All of the data below should be written out exactly.
─── GIVEN RECORDS
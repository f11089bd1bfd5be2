//! Cross-platform process execution for adapters that shell out to a binary.
//!
//! All execution goes through [`CommandSpec`] — argv-style only, never a
//! shell string — and [`AsyncProcessRunner::run`] enforces the deadline and
//! the cooperative-cancellation grace period (terminate, then kill after 5s)
//! that every adapter and the scheduler rely on.

pub mod command_spec;
pub mod error;
pub mod process;

pub use command_spec::CommandSpec;
pub use error::RunnerError;
pub use process::{AsyncProcessRunner, ProcessOutput, TokioProcessRunner};
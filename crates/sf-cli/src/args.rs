//! Command-line surface for `scanforge`.

use std::path::PathBuf;

use clap::{Parser, Subcommand};

/// scanforge - orchestrates security-analysis tool workflows
#[derive(Parser)]
#[command(name = "scanforge")]
#[command(about = "Orchestrates SAST/SCA/DAST/secrets tool workflows behind one broker")]
#[command(long_about = r#"
scanforge runs a fixed set of scenario templates (code_commit, dependency_update,
emergency_vuln, release_regression) as checkpointed node plans, normalizing every
adapter's native findings into one schema and deduplicating across tools.

EXAMPLES:
  # Run the default code_commit scenario against a local checkout
  scanforge run --scenario code_commit --target /path/to/repo --tool semgrep

  # Run two scanners in parallel and gate on severity
  scanforge run --scenario emergency_vuln --target /path/to/repo \
      --tool semgrep --tool trivy --severity-floor high

  # Check on a running or paused workflow
  scanforge status --workflow-id wf-123

  # Resume a workflow paused at its human_review node
  scanforge resume --workflow-id wf-123 --annotation "approved by reviewer"

  # Cancel an in-flight workflow
  scanforge cancel --workflow-id wf-123

  # Enforce a findings policy against a finished workflow's latest checkpoint
  scanforge gate --workflow-id wf-123 --severity-floor high

  # Serve the JSON-RPC tool broker over stdio
  scanforge broker

  # Check which adapter binaries are reachable on PATH
  scanforge doctor

CONFIGURATION:
  Configuration is loaded with precedence: CLI flags > environment > config file > defaults
  Config file is discovered by looking for ./scanforge.toml in the current directory
  Use --config to specify an explicit config file path
"#)]
#[command(version)]
pub struct Cli {
    /// Path to configuration file (overrides discovery)
    #[arg(long, global = true)]
    pub config: Option<PathBuf>,

    /// Override the configured checkpoint directory
    #[arg(long, global = true)]
    pub checkpoint_dir: Option<PathBuf>,

    /// Cap on concurrently-running scan tasks
    #[arg(long, global = true)]
    pub max_parallel: Option<usize>,

    /// Minimum severity a finding must meet to avoid being tagged policy_violation
    #[arg(long, global = true)]
    pub severity_floor: Option<String>,

    /// Emit debug-level logs to stderr
    #[arg(short, long, global = true)]
    pub verbose: bool,

    /// Emit logs as JSON lines instead of human-readable text
    #[arg(long, global = true)]
    pub log_json: bool,

    #[command(subcommand)]
    pub command: Commands,
}

#[derive(Subcommand)]
pub enum Commands {
    /// Create and drive a new workflow to completion, a pause, or a failure
    Run {
        /// Workflow id; generated from the scenario and current time if omitted
        #[arg(long)]
        workflow_id: Option<String>,

        /// Scenario template: code_commit, dependency_update, emergency_vuln, release_regression
        #[arg(long)]
        scenario: String,

        /// Target location: a local path, or an http(s):// URL for a DAST target
        #[arg(long)]
        target: String,

        /// Target kind override; inferred from `--target`'s scheme when omitted
        #[arg(long, value_parser = ["local_path", "git_repo", "container_image", "http_url"])]
        target_kind: Option<String>,

        /// VCS branch the target was checked out at
        #[arg(long)]
        branch: Option<String>,

        /// VCS commit the target was checked out at
        #[arg(long)]
        commit: Option<String>,

        /// Content-addressable digest identifying the target (e.g. a container image digest)
        #[arg(long)]
        digest: Option<String>,

        /// Adapter tool_id to run; repeat for parallel_scan scenarios
        #[arg(long = "tool", required = true)]
        tools: Vec<String>,

        /// Required CWE ids a finding must carry to conform to the validation node's policy
        #[arg(long = "required-cwe")]
        required_cwes: Vec<u32>,

        /// CWE ids whose findings never conform to the validation node's policy
        #[arg(long = "excluded-cwe")]
        excluded_cwes: Vec<u32>,

        /// Per-adapter timeout, in seconds
        #[arg(long, default_value_t = 300)]
        timeout_secs: u64,

        /// Cap on findings a single adapter run may report
        #[arg(long)]
        max_findings: Option<u32>,

        /// Allow adapters that need network access (e.g. zap_baseline) to reach it
        #[arg(long)]
        network_allowed: bool,

        /// Project name recorded on the scan's context, for adapters/reports that surface it
        #[arg(long, default_value = "")]
        project_name: String,

        /// Who/what triggered this run (CI job, operator, scheduled job, ...)
        #[arg(long, default_value = "cli")]
        triggered_by: String,

        /// Print the final workflow state as JSON instead of a text summary
        #[arg(long)]
        json: bool,
    },

    /// Show one workflow's current phase and progress, or list every known workflow
    Status {
        /// Workflow id to report on; omit with --all to list every workflow
        #[arg(long)]
        workflow_id: Option<String>,

        /// List every workflow's metadata instead of one workflow's detail
        #[arg(long)]
        all: bool,

        /// Print effective configuration (and its source per field) instead of workflow state
        #[arg(long = "effective-config")]
        show_config: bool,

        /// Print as JSON instead of a text summary
        #[arg(long)]
        json: bool,
    },

    /// Resume a workflow paused at its human_review node
    Resume {
        #[arg(long)]
        workflow_id: String,

        /// Checkpoint sequence to resume from; defaults to the latest checkpoint
        #[arg(long)]
        checkpoint_seq: Option<u64>,

        /// Annotation attached to the human_review node before resuming
        #[arg(long)]
        annotation: Option<String>,

        #[arg(long)]
        json: bool,
    },

    /// Cancel a running or paused workflow
    Cancel {
        #[arg(long)]
        workflow_id: String,
    },

    /// Evaluate a workflow's latest checkpoint against a findings policy
    Gate {
        #[arg(long)]
        workflow_id: String,

        /// Reject if any finding is at or above this severity and carries a policy_violation tag
        #[arg(long)]
        severity_floor: Option<String>,

        /// Reject unless every finding's CWE is in this set (when non-empty)
        #[arg(long = "required-cwe")]
        required_cwes: Vec<u32>,

        /// Reject if any finding carries one of these CWEs
        #[arg(long = "excluded-cwe")]
        excluded_cwes: Vec<u32>,

        #[arg(long)]
        json: bool,
    },

    /// Serve the JSON-RPC 2.0 tool broker over stdio
    Broker {
        /// Cap on concurrently in-flight `tools/call` requests
        #[arg(long, default_value_t = 4)]
        max_parallel_calls: usize,
    },

    /// Diagnose the local environment: adapter binaries, runtime, platform
    Doctor {
        /// Treat warnings (e.g. a missing adapter binary) as failures
        #[arg(long)]
        strict: bool,

        #[arg(long)]
        json: bool,
    },
}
──────
§ FINISHED TASK
repository f11089bd1bfd5be2
//! Cross-platform process execution for adapters that shell out to a binary.
//!
//! All execution goes through [`CommandSpec`] — argv-style only, never a
//! shell string — and [`AsyncProcessRunner::run`] enforces the deadline and
//! the cooperative-cancellation grace period (terminate, then kill after 5s)
//! that every adapter and the scheduler rely on.

pub mod command_spec;
pub mod error;
pub mod process;

pub use command_spec::CommandSpec;
pub use error::RunnerError;
pub use process::{AsyncProcessRunner, ProcessOutput, TokioProcessRunner};
filename crates/sf-cli/src/args.rs
//! Command-line surface for `scanforge`.

use std::path::PathBuf;

use clap::{Parser, Subcommand};

/// scanforge - orchestrates security-analysis tool workflows
#[derive(Parser)]
#[command(name = "scanforge")]
#[command(about = "Orchestrates SAST/SCA/DAST/secrets tool workflows behind one broker")]
#[command(long_about = r#"
scanforge runs a fixed set of scenario templates (code_commit, dependency_update,
emergency_vuln, release_regression) as checkpointed node plans, normalizing every
adapter's native findings into one schema and deduplicating across tools.

EXAMPLES:
  # Run the default code_commit scenario against a local checkout
  scanforge run --scenario code_commit --target /path/to/repo --tool semgrep

  # Run two scanners in parallel and gate on severity
  scanforge run --scenario emergency_vuln --target /path/to/repo \
      --tool semgrep --tool trivy --severity-floor high

  # Check on a running or paused workflow
  scanforge status --workflow-id wf-123

  # Resume a workflow paused at its human_review node
  scanforge resume --workflow-id wf-123 --annotation "approved by reviewer"

  # Cancel an in-flight workflow
  scanforge cancel --workflow-id wf-123

  # Enforce a findings policy against a finished workflow's latest checkpoint
  scanforge gate --workflow-id wf-123 --severity-floor high

  # Serve the JSON-RPC tool broker over stdio
  scanforge broker

  # Check which adapter binaries are reachable on PATH
  scanforge doctor

CONFIGURATION:
  Configuration is loaded with precedence: CLI flags > environment > config file > defaults
  Config file is discovered by looking for ./scanforge.toml in the current directory
  Use --config to specify an explicit config file path
"#)]
#[command(version)]
pub struct Cli {
    /// Path to configuration file (overrides discovery)
    #[arg(long, global = true)]
    pub config: Option<PathBuf>,

    /// Override the configured checkpoint directory
    #[arg(long, global = true)]
    pub checkpoint_dir: Option<PathBuf>,

    /// Cap on concurrently-running scan tasks
    #[arg(long, global = true)]
    pub max_parallel: Option<usize>,

    /// Minimum severity a finding must meet to avoid being tagged policy_violation
    #[arg(long, global = true)]
    pub severity_floor: Option<String>,

    /// Emit debug-level logs to stderr
    #[arg(short, long, global = true)]
    pub verbose: bool,

    /// Emit logs as JSON lines instead of human-readable text
    #[arg(long, global = true)]
    pub log_json: bool,

    #[command(subcommand)]
    pub command: Commands,
}

#[derive(Subcommand)]
pub enum Commands {
    /// Create and drive a new workflow to completion, a pause, or a failure
    Run {
        /// Workflow id; generated from the scenario and current time if omitted
        #[arg(long)]
        workflow_id: Option<String>,

        /// Scenario template: code_commit, dependency_update, emergency_vuln, release_regression
        #[arg(long)]
        scenario: String,

        /// Target location: a local path, or an http(s):// URL for a DAST target
        #[arg(long)]
        target: String,

        /// Target kind override; inferred from `--target`'s scheme when omitted
        #[arg(long, value_parser = ["local_path", "git_repo", "container_image", "http_url"])]
        target_kind: Option<String>,

        /// VCS branch the target was checked out at
        #[arg(long)]
        branch: Option<String>,

        /// VCS commit the target was checked out at
        #[arg(long)]
        commit: Option<String>,

        /// Content-addressable digest identifying the target (e.g. a container image digest)
        #[arg(long)]
        digest: Option<String>,

        /// Adapter tool_id to run; repeat for parallel_scan scenarios
        #[arg(long = "tool", required = true)]
        tools: Vec<String>,

        /// Required CWE ids a finding must carry to conform to the validation node's policy
        #[arg(long = "required-cwe")]
        required_cwes: Vec<u32>,

        /// CWE ids whose findings never conform to the validation node's policy
        #[arg(long = "excluded-cwe")]
        excluded_cwes: Vec<u32>,

        /// Per-adapter timeout, in seconds
        #[arg(long, default_value_t = 300)]
        timeout_secs: u64,

        /// Cap on findings a single adapter run may report
        #[arg(long)]
        max_findings: Option<u32>,

        /// Allow adapters that need network access (e.g. zap_baseline) to reach it
        #[arg(long)]
        network_allowed: bool,

        /// Project name recorded on the scan's context, for adapters/reports that surface it
        #[arg(long, default_value = "")]
        project_name: String,

        /// Who/what triggered this run (CI job, operator, scheduled job, ...)
        #[arg(long, default_value = "cli")]
        triggered_by: String,

        /// Print the final workflow state as JSON instead of a text summary
        #[arg(long)]
        json: bool,
    },

    /// Show one workflow's current phase and progress, or list every known workflow
    Status {
        /// Workflow id to report on; omit with --all to list every workflow
        #[arg(long)]
        workflow_id: Option<String>,

        /// List every workflow's metadata instead of one workflow's detail
        #[arg(long)]
        all: bool,

        /// Print effective configuration (and its source per field) instead of workflow state
        #[arg(long = "effective-config")]
        show_config: bool,

        /// Print as JSON instead of a text summary
        #[arg(long)]
        json: bool,
    },

    /// Resume a workflow paused at its human_review node
    Resume {
        #[arg(long)]
        workflow_id: String,

        /// Checkpoint sequence to resume from; defaults to the latest checkpoint
        #[arg(long)]
        checkpoint_seq: Option<u64>,

        /// Annotation attached to the human_review node before resuming
        #[arg(long)]
        annotation: Option<String>,

        #[arg(long)]
        json: bool,
    },

    /// Cancel a running or paused workflow
    Cancel {
        #[arg(long)]
        workflow_id: String,
    },

    /// Evaluate a workflow's latest checkpoint against a findings policy
    Gate {
        #[arg(long)]
        workflow_id: String,

        /// Reject if any finding is at or above this severity and carries a policy_violation tag
        #[arg(long)]
        severity_floor: Option<String>,

        /// Reject unless every finding's CWE is in this set (when non-empty)
        #[arg(long = "required-cwe")]
        required_cwes: Vec<u32>,

        /// Reject if any finding carries one of these CWEs
        #[arg(long = "excluded-cwe")]
        excluded_cwes: Vec<u32>,

        #[arg(long)]
        json: bool,
    },

    /// Serve the JSON-RPC 2.0 tool broker over stdio
    Broker {
        /// Cap on concurrently in-flight `tools/call` requests
        #[arg(long, default_value_t = 4)]
        max_parallel_calls: usize,
    },

    /// Diagnose the local environment: adapter binaries, runtime, platform
    Doctor {
        /// Treat warnings (e.g. a missing adapter binary) as failures
        #[arg(long)]
        strict: bool,

        #[arg(long)]
        json: bool,
    },
}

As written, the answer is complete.